*Task item*
Read the lines below, and copy any that contain the string "enumerate".
==========
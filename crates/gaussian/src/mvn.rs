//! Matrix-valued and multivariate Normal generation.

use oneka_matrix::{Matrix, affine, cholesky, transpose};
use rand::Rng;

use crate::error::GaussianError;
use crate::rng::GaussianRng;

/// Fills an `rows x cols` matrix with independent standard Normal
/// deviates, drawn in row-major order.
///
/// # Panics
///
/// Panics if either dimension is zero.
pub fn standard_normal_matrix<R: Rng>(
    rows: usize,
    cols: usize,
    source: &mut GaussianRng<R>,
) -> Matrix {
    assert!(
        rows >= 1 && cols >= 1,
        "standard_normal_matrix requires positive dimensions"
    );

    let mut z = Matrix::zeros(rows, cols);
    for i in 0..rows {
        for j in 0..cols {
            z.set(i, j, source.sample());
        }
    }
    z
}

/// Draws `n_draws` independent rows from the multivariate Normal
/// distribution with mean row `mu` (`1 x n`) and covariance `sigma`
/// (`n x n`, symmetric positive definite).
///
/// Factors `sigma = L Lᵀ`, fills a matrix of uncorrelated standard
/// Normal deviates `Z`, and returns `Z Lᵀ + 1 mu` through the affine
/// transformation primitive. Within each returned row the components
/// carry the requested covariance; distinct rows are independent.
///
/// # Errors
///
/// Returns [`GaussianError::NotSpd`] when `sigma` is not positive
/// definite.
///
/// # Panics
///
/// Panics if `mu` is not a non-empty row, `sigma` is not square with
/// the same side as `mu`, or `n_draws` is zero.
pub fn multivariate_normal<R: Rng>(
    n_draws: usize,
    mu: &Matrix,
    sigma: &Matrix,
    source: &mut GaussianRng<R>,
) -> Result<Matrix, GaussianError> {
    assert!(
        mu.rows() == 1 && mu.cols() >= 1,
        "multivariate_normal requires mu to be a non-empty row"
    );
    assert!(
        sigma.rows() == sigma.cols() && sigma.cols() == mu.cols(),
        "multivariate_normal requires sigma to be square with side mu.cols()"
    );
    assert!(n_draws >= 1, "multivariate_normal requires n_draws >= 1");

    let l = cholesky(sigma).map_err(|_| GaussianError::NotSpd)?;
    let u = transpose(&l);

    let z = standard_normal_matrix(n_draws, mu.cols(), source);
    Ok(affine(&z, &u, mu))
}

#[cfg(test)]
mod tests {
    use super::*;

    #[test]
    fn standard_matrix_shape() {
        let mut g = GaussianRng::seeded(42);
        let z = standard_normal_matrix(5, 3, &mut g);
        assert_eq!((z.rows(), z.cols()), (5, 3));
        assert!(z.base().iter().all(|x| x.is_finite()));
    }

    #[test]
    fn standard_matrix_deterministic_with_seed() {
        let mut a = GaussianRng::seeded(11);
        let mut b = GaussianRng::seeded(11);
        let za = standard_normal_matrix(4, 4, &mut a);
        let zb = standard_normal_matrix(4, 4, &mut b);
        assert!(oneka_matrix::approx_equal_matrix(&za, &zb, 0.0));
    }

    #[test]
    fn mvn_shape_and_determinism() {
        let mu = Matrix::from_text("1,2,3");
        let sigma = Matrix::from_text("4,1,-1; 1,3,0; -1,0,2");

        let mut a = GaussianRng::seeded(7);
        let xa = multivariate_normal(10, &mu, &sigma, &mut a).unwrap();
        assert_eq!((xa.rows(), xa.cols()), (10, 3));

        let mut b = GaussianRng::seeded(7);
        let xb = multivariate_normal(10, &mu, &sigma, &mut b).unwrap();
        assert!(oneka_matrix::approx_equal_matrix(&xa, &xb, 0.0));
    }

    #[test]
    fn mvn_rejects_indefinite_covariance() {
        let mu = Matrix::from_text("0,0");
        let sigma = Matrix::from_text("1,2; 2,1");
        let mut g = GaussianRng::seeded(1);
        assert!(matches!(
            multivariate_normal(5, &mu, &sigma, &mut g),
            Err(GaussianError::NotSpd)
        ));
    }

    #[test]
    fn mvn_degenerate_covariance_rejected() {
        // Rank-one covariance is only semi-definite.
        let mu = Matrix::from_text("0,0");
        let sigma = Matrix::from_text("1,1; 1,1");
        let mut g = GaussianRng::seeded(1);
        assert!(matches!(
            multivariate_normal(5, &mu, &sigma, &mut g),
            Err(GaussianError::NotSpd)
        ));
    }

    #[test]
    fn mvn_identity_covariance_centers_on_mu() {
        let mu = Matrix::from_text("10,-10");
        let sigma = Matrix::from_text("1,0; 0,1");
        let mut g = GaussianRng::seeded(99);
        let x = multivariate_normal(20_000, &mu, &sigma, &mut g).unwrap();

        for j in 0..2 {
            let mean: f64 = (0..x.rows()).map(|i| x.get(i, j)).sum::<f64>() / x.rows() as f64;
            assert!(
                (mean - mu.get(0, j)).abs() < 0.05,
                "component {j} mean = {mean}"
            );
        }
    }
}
==========
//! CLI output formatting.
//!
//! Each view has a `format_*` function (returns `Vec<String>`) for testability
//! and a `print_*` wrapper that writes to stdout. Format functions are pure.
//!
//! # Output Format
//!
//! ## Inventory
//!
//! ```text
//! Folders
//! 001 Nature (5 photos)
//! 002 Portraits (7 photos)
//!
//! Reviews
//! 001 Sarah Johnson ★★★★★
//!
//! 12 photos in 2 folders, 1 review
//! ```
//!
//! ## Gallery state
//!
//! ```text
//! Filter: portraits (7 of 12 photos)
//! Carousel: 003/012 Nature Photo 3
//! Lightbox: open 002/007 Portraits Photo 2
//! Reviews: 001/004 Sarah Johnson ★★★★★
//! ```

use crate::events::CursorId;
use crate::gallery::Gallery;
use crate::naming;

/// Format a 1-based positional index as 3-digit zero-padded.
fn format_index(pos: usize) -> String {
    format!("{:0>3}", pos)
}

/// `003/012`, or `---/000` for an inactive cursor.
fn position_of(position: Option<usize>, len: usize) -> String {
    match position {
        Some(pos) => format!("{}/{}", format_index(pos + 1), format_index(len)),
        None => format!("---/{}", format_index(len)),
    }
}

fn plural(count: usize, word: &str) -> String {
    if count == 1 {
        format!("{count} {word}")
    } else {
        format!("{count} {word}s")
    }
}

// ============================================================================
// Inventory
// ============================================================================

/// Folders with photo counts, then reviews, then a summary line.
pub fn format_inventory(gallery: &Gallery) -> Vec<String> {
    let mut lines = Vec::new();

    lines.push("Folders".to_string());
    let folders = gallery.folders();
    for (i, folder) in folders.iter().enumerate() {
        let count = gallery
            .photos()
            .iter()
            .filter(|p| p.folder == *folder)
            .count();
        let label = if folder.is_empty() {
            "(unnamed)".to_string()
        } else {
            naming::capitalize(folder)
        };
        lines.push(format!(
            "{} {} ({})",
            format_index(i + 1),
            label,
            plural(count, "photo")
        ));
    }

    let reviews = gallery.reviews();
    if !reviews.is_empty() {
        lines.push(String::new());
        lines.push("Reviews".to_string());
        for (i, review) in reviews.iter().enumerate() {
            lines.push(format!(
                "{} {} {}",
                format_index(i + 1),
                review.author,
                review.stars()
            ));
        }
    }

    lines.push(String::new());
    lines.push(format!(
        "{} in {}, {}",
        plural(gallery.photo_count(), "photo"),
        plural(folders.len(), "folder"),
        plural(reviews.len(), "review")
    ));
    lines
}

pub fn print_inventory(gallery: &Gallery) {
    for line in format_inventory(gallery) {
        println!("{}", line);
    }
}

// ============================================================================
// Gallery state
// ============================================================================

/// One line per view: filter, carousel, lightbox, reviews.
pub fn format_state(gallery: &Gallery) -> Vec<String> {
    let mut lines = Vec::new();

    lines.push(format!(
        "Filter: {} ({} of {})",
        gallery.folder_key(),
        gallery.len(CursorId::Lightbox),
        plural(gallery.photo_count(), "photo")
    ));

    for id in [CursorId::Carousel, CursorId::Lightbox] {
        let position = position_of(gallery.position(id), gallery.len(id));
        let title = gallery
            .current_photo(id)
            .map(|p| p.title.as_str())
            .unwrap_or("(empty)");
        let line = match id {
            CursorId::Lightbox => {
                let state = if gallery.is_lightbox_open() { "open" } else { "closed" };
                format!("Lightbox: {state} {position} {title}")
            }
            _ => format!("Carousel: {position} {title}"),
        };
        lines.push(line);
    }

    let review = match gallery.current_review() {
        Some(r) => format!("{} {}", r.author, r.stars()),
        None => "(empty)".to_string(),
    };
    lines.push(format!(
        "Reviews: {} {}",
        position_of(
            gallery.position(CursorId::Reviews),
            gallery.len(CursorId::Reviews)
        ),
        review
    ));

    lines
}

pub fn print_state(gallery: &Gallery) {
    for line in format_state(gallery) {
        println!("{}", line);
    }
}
==========
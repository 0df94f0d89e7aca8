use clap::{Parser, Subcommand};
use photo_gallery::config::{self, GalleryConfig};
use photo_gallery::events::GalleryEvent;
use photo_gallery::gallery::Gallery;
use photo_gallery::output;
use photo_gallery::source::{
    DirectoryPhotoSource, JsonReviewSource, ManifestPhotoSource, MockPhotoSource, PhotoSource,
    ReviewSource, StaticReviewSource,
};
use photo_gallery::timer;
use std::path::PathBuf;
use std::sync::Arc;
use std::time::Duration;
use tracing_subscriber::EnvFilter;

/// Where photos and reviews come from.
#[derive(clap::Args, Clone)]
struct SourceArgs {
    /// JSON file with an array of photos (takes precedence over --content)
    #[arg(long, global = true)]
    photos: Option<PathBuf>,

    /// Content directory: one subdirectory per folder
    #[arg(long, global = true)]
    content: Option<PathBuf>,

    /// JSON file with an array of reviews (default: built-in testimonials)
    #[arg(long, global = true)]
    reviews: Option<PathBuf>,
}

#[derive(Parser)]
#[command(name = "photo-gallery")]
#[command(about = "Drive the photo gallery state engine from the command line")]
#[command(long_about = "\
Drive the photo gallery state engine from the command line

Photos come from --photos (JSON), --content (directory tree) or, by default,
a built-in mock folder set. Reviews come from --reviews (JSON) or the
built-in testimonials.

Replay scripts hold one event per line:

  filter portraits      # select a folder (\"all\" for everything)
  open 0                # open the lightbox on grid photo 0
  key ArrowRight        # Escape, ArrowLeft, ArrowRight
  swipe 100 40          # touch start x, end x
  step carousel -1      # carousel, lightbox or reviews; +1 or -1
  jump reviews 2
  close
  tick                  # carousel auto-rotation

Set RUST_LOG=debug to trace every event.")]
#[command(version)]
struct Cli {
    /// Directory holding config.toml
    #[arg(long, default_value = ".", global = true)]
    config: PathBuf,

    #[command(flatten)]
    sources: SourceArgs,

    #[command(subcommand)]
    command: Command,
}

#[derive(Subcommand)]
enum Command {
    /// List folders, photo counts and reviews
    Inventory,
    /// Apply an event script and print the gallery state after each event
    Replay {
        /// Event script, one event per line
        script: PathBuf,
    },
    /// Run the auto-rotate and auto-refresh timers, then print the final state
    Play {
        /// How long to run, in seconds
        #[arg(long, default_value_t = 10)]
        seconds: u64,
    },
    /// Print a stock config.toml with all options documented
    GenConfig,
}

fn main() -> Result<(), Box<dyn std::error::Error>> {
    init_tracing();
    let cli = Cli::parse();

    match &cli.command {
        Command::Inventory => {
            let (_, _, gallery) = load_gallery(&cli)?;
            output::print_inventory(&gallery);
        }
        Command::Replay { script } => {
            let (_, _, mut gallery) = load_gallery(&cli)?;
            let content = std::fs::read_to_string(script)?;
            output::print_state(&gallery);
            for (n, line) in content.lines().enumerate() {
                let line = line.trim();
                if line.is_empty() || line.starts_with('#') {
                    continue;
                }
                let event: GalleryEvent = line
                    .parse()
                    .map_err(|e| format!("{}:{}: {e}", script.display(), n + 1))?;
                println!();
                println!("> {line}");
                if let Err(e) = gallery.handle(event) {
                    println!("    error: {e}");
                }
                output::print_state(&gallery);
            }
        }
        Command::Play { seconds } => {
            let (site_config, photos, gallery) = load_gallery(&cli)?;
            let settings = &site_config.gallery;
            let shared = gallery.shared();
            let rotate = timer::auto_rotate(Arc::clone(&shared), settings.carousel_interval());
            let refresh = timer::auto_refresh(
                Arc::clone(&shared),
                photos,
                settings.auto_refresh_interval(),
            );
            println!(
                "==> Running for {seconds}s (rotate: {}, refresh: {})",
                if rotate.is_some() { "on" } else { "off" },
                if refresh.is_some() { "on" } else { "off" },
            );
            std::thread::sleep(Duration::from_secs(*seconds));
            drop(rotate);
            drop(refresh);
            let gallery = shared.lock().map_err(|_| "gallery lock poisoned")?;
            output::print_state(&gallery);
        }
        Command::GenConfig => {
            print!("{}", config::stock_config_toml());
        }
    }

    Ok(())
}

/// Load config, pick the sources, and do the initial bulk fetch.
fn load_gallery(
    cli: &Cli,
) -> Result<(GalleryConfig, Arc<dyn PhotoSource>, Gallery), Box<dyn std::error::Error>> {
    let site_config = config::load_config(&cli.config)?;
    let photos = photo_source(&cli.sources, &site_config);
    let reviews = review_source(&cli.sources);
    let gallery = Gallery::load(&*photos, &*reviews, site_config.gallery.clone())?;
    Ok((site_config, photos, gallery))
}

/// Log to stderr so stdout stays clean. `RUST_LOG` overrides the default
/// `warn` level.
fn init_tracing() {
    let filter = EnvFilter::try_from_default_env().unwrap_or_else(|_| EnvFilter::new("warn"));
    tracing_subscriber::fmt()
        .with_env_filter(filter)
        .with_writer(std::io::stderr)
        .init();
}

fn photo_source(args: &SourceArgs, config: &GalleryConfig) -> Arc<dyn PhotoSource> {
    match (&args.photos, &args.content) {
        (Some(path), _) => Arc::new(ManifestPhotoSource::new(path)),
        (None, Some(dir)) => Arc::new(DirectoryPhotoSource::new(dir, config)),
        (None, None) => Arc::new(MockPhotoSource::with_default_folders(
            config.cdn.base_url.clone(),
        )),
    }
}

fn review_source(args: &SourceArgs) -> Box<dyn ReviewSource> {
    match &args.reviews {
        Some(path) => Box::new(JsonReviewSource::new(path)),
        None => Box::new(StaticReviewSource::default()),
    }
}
==========
*Output for this task*
    for (i, folder) in folders.iter().enumerate() {
        for (i, review) in reviews.iter().enumerate() {
            for (n, line) in content.lines().enumerate() {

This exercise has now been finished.